The Rank Amateur - jgrahamc
http://www.jgc.org/blog/2010/02/rank-amateur.html

======
randomwalker
Disclaimer: I'm a scientist, so maybe I'm biased. But then again, I'm often a
vocal critic of the system myself, so maybe not.

Science is actually admirably egalitarian. That's not one of the things I
think is wrong with it. The heavily politicized branches might not be
egalitarian; I have no experience with them. But in general, you don't need to
be a member of any professional organizations or have any other credentials to
submit your work to journals and conferences (which is how we transact our
business.) Many journals employ double-blind reviewing, in which case even
unintentional discrimination based on credentials is unlikely or impossible.
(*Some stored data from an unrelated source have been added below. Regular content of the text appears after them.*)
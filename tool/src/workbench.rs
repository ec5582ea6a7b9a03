//! Disk images mounted behind the real driver stack.
//!
//! Every tool command goes through the floppy task proper (seeks, track
//! cache, MFM codec, deferred flushes) with the image files standing in
//! for the media. What survives a command is whatever the driver actually
//! flushed to the simulated disks.

use amfloppy::sim::{boot, SimDisk, SimHandle};
use amfloppy::{FloppyError, FloppyTask, LoaderArgs};
use anyhow::{bail, Context, Result};
use util::{NR_CYLINDERS, NR_SECTORS, NR_SIDES, SECTOR_SIZE};

/// Minor device numbers of the two double sided drives.
pub const DD0: u8 = 8;
pub const DD1: u8 = 9;

pub const DISK_BYTES: usize = NR_CYLINDERS * NR_SIDES * NR_SECTORS * SECTOR_SIZE;

/// Ticks to let deferred flushes and motor shutoff run their course.
const SETTLE_TICKS: u32 = 4 * 60;

pub struct Workbench {
    task: FloppyTask,
    sim: SimHandle,
}

fn status_err(status: i32) -> anyhow::Error {
    match FloppyError::from_code(status) {
        Some(e) => anyhow::Error::new(e),
        None => anyhow::anyhow!("unknown driver status {status}"),
    }
}

impl Workbench {
    /// Mount up to two 720K images in drives 0 and 1.
    pub fn new(drive0: Option<&[u8]>, drive1: Option<&[u8]>) -> Self {
        let (task, sim) = boot(LoaderArgs::default(), [true, true, false, false]);
        if let Some(image) = drive0 {
            sim.insert_disk(0, SimDisk::from_image(image, NR_SIDES));
        }
        if let Some(image) = drive1 {
            sim.insert_disk(1, SimDisk::from_image(image, NR_SIDES));
        }
        Self { task, sim }
    }

    pub fn read(&mut self, device: u8, offset: u64, count: u32) -> Result<Vec<u8>> {
        let (status, data) = self.sim.disk_read(&mut self.task, device, offset, count);
        if status < 0 {
            return Err(status_err(status))
                .with_context(|| format!("reading {count} bytes at offset {offset}"));
        }
        if status as u32 != count {
            bail!("short read at offset {offset}: {status} of {count} bytes");
        }
        Ok(data)
    }

    pub fn write(&mut self, device: u8, offset: u64, data: &[u8]) -> Result<()> {
        let status = self.sim.disk_write(&mut self.task, device, offset, data);
        if status < 0 {
            return Err(status_err(status))
                .with_context(|| format!("writing {} bytes at offset {offset}", data.len()));
        }
        if status as usize != data.len() {
            bail!("short write at offset {offset}: {status} of {} bytes", data.len());
        }
        Ok(())
    }

    /// Let the motor-off countdowns expire so every staged write reaches
    /// the medium.
    pub fn settle(&mut self) {
        self.sim.elapse_ticks(&mut self.task, SETTLE_TICKS);
    }

    /// The medium of `drive` as a flat image, after settling.
    pub fn export(&mut self, drive: usize) -> Result<Vec<u8>> {
        self.settle();
        self.sim
            .disk_image(drive)
            .context("no disk in the drive to export")
    }
}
Nevertheless, scientists might often give the impression of not wanting to let
amateurs into the 'club'. Why is this? It is simply an issue of bandwidth.
Think about this: for each amateur, like the author, who had something to
contribute, how many do you think _thought_ they had something to contribute
but were mistaken? If you guessed a hundred thousand you'd be in the right
ballpark. I've seen it in many different areas.

For example, the number of people trying to submit "proofs" of P != NP, (or
worse, P = NP) is just ridiculous. Some are well-intentioned although
ignorant, and others are just cranks. Some fields of research attract more
amateur claims than others, but whichever field you look at, the amateurs
greatly outnumber scientists, and the vast majority of them are mistaken.

So what do we do? We use a simple filter. If you speak our language, we'll
listen to you. This is what _appears_ to the lay public as anti-amateur. But
it's not, really. All you have to do is to learn some simple definitions and
terminology set forth in a straightforward way in previous papers, to prove
that you've done your homework. Then write up what you have to say and we'll
be happy to give it a read. Sure, like every heuristic, it's not perfect;
sometimes there are false negatives. But there really isn't an alternative.
Without a filter, all we'd ever be doing is debunking crackpot theories.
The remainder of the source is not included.